Samila and Sorenson [5] argued that creating a positive relationship between venture capital firms, entrepreneurship, and economic growth rests on two assumptions: venture capital-funded firms would not come into existence without venture capital, and that the employees of these venture capital funded firms are creating more value for the economy in these firms than in firms not funded by venture capital [5] . Certain economic growth is evidence of a positive impact of venture capital at the firm-level [6] [7] . Samila and Sorenson also argued that venture capital firms allocate their funds to the seemingly best startups that use the funds as a substitute for the next best funding alternative. The results of the study showed that venture capital activities impacted the startup activity positively and stimulated more startups than actually funded. The increase in venture activities also led to an increase in the number of jobs and aggregate household income. Thus, they contributed to the overall macroeconomic development [5] .

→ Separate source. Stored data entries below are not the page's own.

use anyhow::{Context, Result};
use clap::{Parser, Subcommand};
use serde_json::Value;
use std::path::PathBuf;
use std::time::Duration;

use photond::ipc::protocol::{CommandRequest, Request, Response};
use photond::{DaemonClient, DaemonConfig};

#[derive(Parser)]
#[command(name = "photon-client")]
#[command(about = "Photon client - send requests to a running photond")]
#[command(version = env!("CARGO_PKG_VERSION"))]
struct Cli {
    /// Socket path (defaults to the configured daemon socket)
    #[arg(short, long, global = true)]
    socket: Option<PathBuf>,

    #[command(subcommand)]
    command: Commands,
}

#[derive(Subcommand)]
enum Commands {
    /// Check that the daemon answers
    Ping,
    /// Show daemon status
    Status,
    /// Invoke a photon method
    Call {
        photon: String,
        method: String,
        /// Arguments as a JSON object
        #[arg(short, long, default_value = "{}")]
        args: String,
        /// Instance to address
        #[arg(short, long)]
        instance: Option<String>,
    },
    /// Follow a channel and print its events
    Subscribe {
        channel: String,
        /// Replay events after this id first
        #[arg(short, long)]
        last_event_id: Option<u64>,
    },
    /// Publish a JSON message on a channel
    Publish { channel: String, message: String },
    /// Fetch buffered events after an id
    Events { channel: String, last_event_id: u64 },
    /// Reload a photon from disk
    Reload { photon: String },
    /// List scheduled jobs
    Jobs,
    /// Stop the daemon
    Shutdown,
}

fn print_json(value: &Value) -> Result<()> {
    println!("{}", serde_json::to_string_pretty(value)?);
    Ok(())
}

#[tokio::main]
async fn main() -> Result<()> {
    let cli = Cli::parse();

    let socket = match cli.socket {
        Some(socket) => socket,
        None => DaemonConfig::load(None).await?.socket_path(),
    };
    let mut client = DaemonClient::connect(&socket).await?;

    match cli.command {
        Commands::Ping => {
            client.ping().await?;
            println!("🏓 pong");
        }
        Commands::Status => {
            let id = client.next_id();
            print_json(&client.call(&Request::Status { id }).await?)?;
        }
        Commands::Call {
            photon,
            method,
            args,
            instance,
        } => {
            let args: Value = serde_json::from_str(&args).context("--args must be JSON")?;
            let mut cmd = CommandRequest::new(client.next_id(), photon, method).with_args(args);
            cmd.session_id = Some(client.session_id().to_string());
            cmd.client_type = Some("cli".to_string());
            cmd.instance_name = instance;
            print_json(&client.call(&Request::Command(cmd)).await?)?;
        }
        Commands::Subscribe {
            channel,
            last_event_id,
        } => {
            let id = client.next_id();
            client
                .call(&Request::Subscribe {
                    id,
                    channel: channel.clone(),
                    photon_name: None,
                    client_type: Some("cli".to_string()),
                    last_event_id,
                })
                .await?;
            println!("📡 Subscribed to '{}'", channel);
            loop {
                match client.next_push(Duration::from_secs(3600)).await? {
                    Some(Response::ChannelMessage {
                        event_id, message, ..
                    }) => println!("[{}] {}", event_id, message),
                    Some(Response::RefreshNeeded { last_event_id, .. }) => {
                        println!("🔄 Events after {} are gone; refresh full state", last_event_id)
                    }
                    _ => {}
                }
            }
        }
        Commands::Publish { channel, message } => {
            let message: Value =
                serde_json::from_str(&message).unwrap_or(Value::String(message));
            let id = client.next_id();
            print_json(
                &client
                    .call(&Request::Publish {
                        id,
                        channel,
                        message,
                        photon_name: None,
                    })
                    .await?,
            )?;
        }
        Commands::Events {
            channel,
            last_event_id,
        } => {
            let id = client.next_id();
            print_json(
                &client
                    .call(&Request::GetEventsSince {
                        id,
                        channel,
                        last_event_id,
                    })
                    .await?,
            )?;
        }
        Commands::Reload { photon } => {
            let id = client.next_id();
            print_json(
                &client
                    .call(&Request::Reload {
                        id,
                        photon_name: photon,
                        photon_path: None,
                    })
                    .await?,
            )?;
        }
        Commands::Jobs => {
            let id = client.next_id();
            print_json(&client.call(&Request::ListJobs { id }).await?)?;
        }
        Commands::Shutdown => {
            let id = client.next_id();
            client.call(&Request::Shutdown { id }).await?;
            println!("🛑 Daemon is shutting down");
        }
    }

    Ok(())
}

As these firms represent the basis of entrepreneurial activity, Pottelsberghe and Romain (2004) argued that venture capital can be considered a determinant for economic growth [8] .

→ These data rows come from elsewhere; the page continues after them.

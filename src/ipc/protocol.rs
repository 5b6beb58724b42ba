use serde::{Deserialize, Deserializer, Serialize};
use serde_json::Value;
use std::path::PathBuf;

use crate::error::DaemonError;

/// Request types understood by the daemon, in the order they are documented
pub const REQUEST_TYPES: &[&str] = &[
    "ping",
    "command",
    "subscribe",
    "unsubscribe",
    "publish",
    "get_events_since",
    "status",
    "reload",
    "lock",
    "unlock",
    "schedule",
    "unschedule",
    "list_jobs",
    "webhook",
    "shutdown",
];

/// Messages sent from client to daemon, one JSON object per line
#[derive(Debug, Clone, PartialEq, Serialize, Deserialize)]
#[serde(tag = "type", rename_all = "snake_case", rename_all_fields = "camelCase")]
pub enum Request {
    Ping {
        #[serde(deserialize_with = "lenient_id")]
        id: String,
    },
    /// Invoke a photon method
    Command(CommandRequest),
    /// Start receiving `channel_message` pushes, optionally replaying missed events
    Subscribe {
        #[serde(deserialize_with = "lenient_id")]
        id: String,
        channel: String,
        #[serde(default, skip_serializing_if = "Option::is_none")]
        photon_name: Option<String>,
        #[serde(default, skip_serializing_if = "Option::is_none")]
        client_type: Option<String>,
        #[serde(
            default,
            deserialize_with = "lenient_event_id",
            skip_serializing_if = "Option::is_none"
        )]
        last_event_id: Option<u64>,
    },
    Unsubscribe {
        #[serde(deserialize_with = "lenient_id")]
        id: String,
        channel: String,
    },
    Publish {
        #[serde(deserialize_with = "lenient_id")]
        id: String,
        channel: String,
        message: Value,
        #[serde(default, skip_serializing_if = "Option::is_none")]
        photon_name: Option<String>,
    },
    /// Polling counterpart of subscribe's replay path
    GetEventsSince {
        #[serde(deserialize_with = "lenient_id")]
        id: String,
        channel: String,
        #[serde(deserialize_with = "required_event_id")]
        last_event_id: u64,
    },
    Status {
        #[serde(deserialize_with = "lenient_id")]
        id: String,
    },
    /// Re-read a photon's source from disk right away
    Reload {
        #[serde(deserialize_with = "lenient_id")]
        id: String,
        photon_name: String,
        #[serde(default, skip_serializing_if = "Option::is_none")]
        photon_path: Option<PathBuf>,
    },
    /// Hold a named lock for the lifetime of the session (or until `unlock`)
    Lock {
        #[serde(deserialize_with = "lenient_id")]
        id: String,
        lock_name: String,
        /// Milliseconds
        #[serde(default, skip_serializing_if = "Option::is_none")]
        timeout: Option<u64>,
    },
    Unlock {
        #[serde(deserialize_with = "lenient_id")]
        id: String,
        lock_name: String,
    },
    Schedule {
        #[serde(deserialize_with = "lenient_id")]
        id: String,
        photon_name: String,
        #[serde(default, skip_serializing_if = "Option::is_none")]
        photon_path: Option<PathBuf>,
        #[serde(default, skip_serializing_if = "Option::is_none")]
        job_id: Option<String>,
        method: String,
        cron: String,
        #[serde(default, skip_serializing_if = "Value::is_null")]
        args: Value,
        #[serde(default, skip_serializing_if = "Option::is_none")]
        instance_name: Option<String>,
    },
    Unschedule {
        #[serde(deserialize_with = "lenient_id")]
        id: String,
        job_id: String,
    },
    ListJobs {
        #[serde(deserialize_with = "lenient_id")]
        id: String,
    },
    /// Out-of-band trigger; only methods flagged as webhooks accept it
    Webhook(CommandRequest),
    Shutdown {
        #[serde(deserialize_with = "lenient_id")]
        id: String,
    },
}

/// Payload of `command` and `webhook` requests. Scheduled jobs synthesize one too.
#[derive(Debug, Clone, PartialEq, Serialize, Deserialize)]
#[serde(rename_all = "camelCase")]
pub struct CommandRequest {
    #[serde(deserialize_with = "lenient_id")]
    pub id: String,
    pub photon_name: String,
    #[serde(default, skip_serializing_if = "Option::is_none")]
    pub photon_path: Option<PathBuf>,
    pub method: String,
    #[serde(default, skip_serializing_if = "Value::is_null")]
    pub args: Value,
    #[serde(default, skip_serializing_if = "Option::is_none")]
    pub session_id: Option<String>,
    #[serde(default, skip_serializing_if = "Option::is_none")]
    pub client_type: Option<String>,
    /// Instance the client believes it is using; corrects drift after a restart
    #[serde(default, skip_serializing_if = "Option::is_none")]
    pub instance_name: Option<String>,
}

impl CommandRequest {
    pub fn new(id: impl Into<String>, photon_name: impl Into<String>, method: impl Into<String>) -> Self {
        Self {
            id: id.into(),
            photon_name: photon_name.into(),
            photon_path: None,
            method: method.into(),
            args: Value::Null,
            session_id: None,
            client_type: None,
            instance_name: None,
        }
    }

    pub fn with_args(mut self, args: Value) -> Self {
        self.args = args;
        self
    }

    pub fn with_instance(mut self, instance_name: impl Into<String>) -> Self {
        self.instance_name = Some(instance_name.into());
        self
    }

    pub fn with_path(mut self, path: impl Into<PathBuf>) -> Self {
        self.photon_path = Some(path.into());
        self
    }

    /// Arguments as handed to the photon: missing args become an empty object
    pub fn args_object(&self) -> Value {
        if self.args.is_null() {
            Value::Object(serde_json::Map::new())
        } else {
            self.args.clone()
        }
    }
}

/// Messages sent from daemon to client
#[derive(Debug, Clone, PartialEq, Serialize, Deserialize)]
#[serde(tag = "type", rename_all = "snake_case", rename_all_fields = "camelCase")]
pub enum Response {
    Pong {
        id: String,
    },
    Result {
        id: String,
        #[serde(default, skip_serializing_if = "Option::is_none")]
        success: Option<bool>,
        #[serde(default)]
        data: Value,
    },
    Error {
        id: String,
        error: String,
        #[serde(default)]
        code: String,
    },
    /// Pushed event, live or replayed
    ChannelMessage {
        id: String,
        channel: String,
        event_id: u64,
        message: Value,
        timestamp: u64,
    },
    /// The replay window cannot prove the client is up to date; refetch full state
    RefreshNeeded {
        id: String,
        channel: String,
        last_event_id: u64,
        #[serde(default, skip_serializing_if = "Option::is_none")]
        oldest_event_id: Option<u64>,
    },
}

impl Request {
    /// Parse and validate one frame.
    ///
    /// On failure the request id is still returned when it could be read, so the
    /// error response can be correlated.
    pub fn parse(line: &str) -> Result<Self, (String, DaemonError)> {
        let value: Value = serde_json::from_str(line)
            .map_err(|e| (String::new(), DaemonError::protocol(format!("Invalid JSON: {e}"))))?;

        let id = value.get("id").and_then(id_to_string).unwrap_or_default();

        let kind = match value.get("type") {
            Some(Value::String(kind)) => kind.clone(),
            Some(_) => return Err((id, DaemonError::protocol("Request type must be a string"))),
            None if value.is_object() => {
                return Err((id, DaemonError::protocol("Missing request type")))
            }
            None => return Err((id, DaemonError::protocol("Request must be a JSON object"))),
        };
        if !REQUEST_TYPES.contains(&kind.as_str()) {
            return Err((id, DaemonError::protocol(format!("Unknown request type: {kind}"))));
        }

        let request: Request = serde_json::from_value(value)
            .map_err(|e| (id.clone(), DaemonError::protocol(format!("Invalid '{kind}' request: {e}"))))?;
        request.validate().map_err(|e| (id, e))?;
        Ok(request)
    }

    /// Field-level checks serde cannot express
    pub fn validate(&self) -> Result<(), DaemonError> {
        fn non_empty(field: &str, value: &str) -> Result<(), DaemonError> {
            if value.trim().is_empty() {
                Err(DaemonError::protocol(format!("Field '{field}' must not be empty")))
            } else {
                Ok(())
            }
        }

        match self {
            Request::Command(cmd) | Request::Webhook(cmd) => {
                non_empty("photonName", &cmd.photon_name)?;
                non_empty("method", &cmd.method)?;
                if !(cmd.args.is_null() || cmd.args.is_object()) {
                    return Err(DaemonError::protocol("Field 'args' must be an object"));
                }
                Ok(())
            }
            Request::Subscribe { channel, .. }
            | Request::Unsubscribe { channel, .. }
            | Request::Publish { channel, .. }
            | Request::GetEventsSince { channel, .. } => non_empty("channel", channel),
            Request::Reload { photon_name, .. } => non_empty("photonName", photon_name),
            Request::Lock { lock_name, .. } | Request::Unlock { lock_name, .. } => {
                non_empty("lockName", lock_name)
            }
            Request::Schedule {
                photon_name,
                method,
                cron,
                ..
            } => {
                non_empty("photonName", photon_name)?;
                non_empty("method", method)?;
                non_empty("cron", cron)
            }
            Request::Unschedule { job_id, .. } => non_empty("jobId", job_id),
            Request::Ping { .. }
            | Request::Status { .. }
            | Request::ListJobs { .. }
            | Request::Shutdown { .. } => Ok(()),
        }
    }

    pub fn id(&self) -> &str {
        match self {
            Request::Command(cmd) | Request::Webhook(cmd) => &cmd.id,
            Request::Ping { id }
            | Request::Subscribe { id, .. }
            | Request::Unsubscribe { id, .. }
            | Request::Publish { id, .. }
            | Request::GetEventsSince { id, .. }
            | Request::Status { id }
            | Request::Reload { id, .. }
            | Request::Lock { id, .. }
            | Request::Unlock { id, .. }
            | Request::Schedule { id, .. }
            | Request::Unschedule { id, .. }
            | Request::ListJobs { id }
            | Request::Shutdown { id } => id,
        }
    }

    pub fn kind(&self) -> &'static str {
        match self {
            Request::Ping { .. } => "ping",
            Request::Command(_) => "command",
            Request::Subscribe { .. } => "subscribe",
            Request::Unsubscribe { .. } => "unsubscribe",
            Request::Publish { .. } => "publish",
            Request::GetEventsSince { .. } => "get_events_since",
            Request::Status { .. } => "status",
            Request::Reload { .. } => "reload",
            Request::Lock { .. } => "lock",
            Request::Unlock { .. } => "unlock",
            Request::Schedule { .. } => "schedule",
            Request::Unschedule { .. } => "unschedule",
            Request::ListJobs { .. } => "list_jobs",
            Request::Webhook(_) => "webhook",
            Request::Shutdown { .. } => "shutdown",
        }
    }

    /// Session id and client type, when the request carries them
    pub fn session_hints(&self) -> (Option<&str>, Option<&str>) {
        match self {
            Request::Command(cmd) | Request::Webhook(cmd) => {
                (cmd.session_id.as_deref(), cmd.client_type.as_deref())
            }
            Request::Subscribe { client_type, .. } => (None, client_type.as_deref()),
            _ => (None, None),
        }
    }

    pub fn to_line(&self) -> serde_json::Result<String> {
        let mut line = serde_json::to_string(self)?;
        line.push('\n');
        Ok(line)
    }
}

impl Response {
    pub fn result(id: impl Into<String>, data: Value) -> Self {
        Response::Result {
            id: id.into(),
            success: None,
            data,
        }
    }

    pub fn success(id: impl Into<String>, data: Value) -> Self {
        Response::Result {
            id: id.into(),
            success: Some(true),
            data,
        }
    }

    pub fn error(id: impl Into<String>, err: &DaemonError) -> Self {
        Response::Error {
            id: id.into(),
            error: err.to_string(),
            code: err.code().to_string(),
        }
    }

    pub fn id(&self) -> &str {
        match self {
            Response::Pong { id }
            | Response::Result { id, .. }
            | Response::Error { id, .. }
            | Response::ChannelMessage { id, .. }
            | Response::RefreshNeeded { id, .. } => id,
        }
    }

    /// Pushes are not correlated with any request
    pub fn is_push(&self) -> bool {
        matches!(
            self,
            Response::ChannelMessage { .. } | Response::RefreshNeeded { .. }
        )
    }

    pub fn to_line(&self) -> serde_json::Result<String> {
        let mut line = serde_json::to_string(self)?;
        line.push('\n');
        Ok(line)
    }
}

/// Fresh id for a pushed notification
pub fn push_id() -> String {
    format!("push_{}", uuid::Uuid::new_v4().simple())
}

#[derive(Deserialize)]
#[serde(untagged)]
enum StringOrNumber {
    Text(String),
    Unsigned(u64),
    Signed(i64),
}

fn id_to_string(value: &Value) -> Option<String> {
    match value {
        Value::String(s) => Some(s.clone()),
        Value::Number(n) => Some(n.to_string()),
        _ => None,
    }
}

fn lenient_id<'de, D>(deserializer: D) -> Result<String, D::Error>
where
    D: Deserializer<'de>,
{
    Ok(match StringOrNumber::deserialize(deserializer)? {
        StringOrNumber::Text(s) => s,
        StringOrNumber::Unsigned(n) => n.to_string(),
        StringOrNumber::Signed(n) => n.to_string(),
    })
}

fn parse_event_id<E: serde::de::Error>(raw: StringOrNumber) -> Result<u64, E> {
    match raw {
        StringOrNumber::Unsigned(n) => Ok(n),
        StringOrNumber::Signed(n) if n < 0 => Ok(0),
        StringOrNumber::Signed(n) => Ok(n as u64),
        StringOrNumber::Text(s) if s.trim().is_empty() => Ok(0),
        StringOrNumber::Text(s) => s
            .trim()
            .parse()
            .map_err(|_| E::custom(format!("invalid lastEventId '{s}'"))),
    }
}

fn lenient_event_id<'de, D>(deserializer: D) -> Result<Option<u64>, D::Error>
where
    D: Deserializer<'de>,
{
    match Option::<StringOrNumber>::deserialize(deserializer)? {
        Some(raw) => parse_event_id(raw).map(Some),
        None => Ok(None),
    }
}

fn required_event_id<'de, D>(deserializer: D) -> Result<u64, D::Error>
where
    D: Deserializer<'de>,
{
    parse_event_id(StringOrNumber::deserialize(deserializer)?)
}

Pottelsberghe and Romain treated venture capital as an additional source of knowledge that is inserted to a knowledge production function to investigate the assumption of venture capital as a determinant for economic growth. With total factor productivity (TFP) as the dependent variable they were able to estimate the effect of venture capital on economic growth through the spillover effects from venture capital. They excluded the direct effect on private return, which would have been included in the GDP, and also reflected in the calculations of the TFP as they were included in the economy’s stock of capital and pool of labor. The results confirmed their assumption that venture capital impacted the economic growth positively through knowledge stimulating innovation and the introduction of new products and processes on the market [8] .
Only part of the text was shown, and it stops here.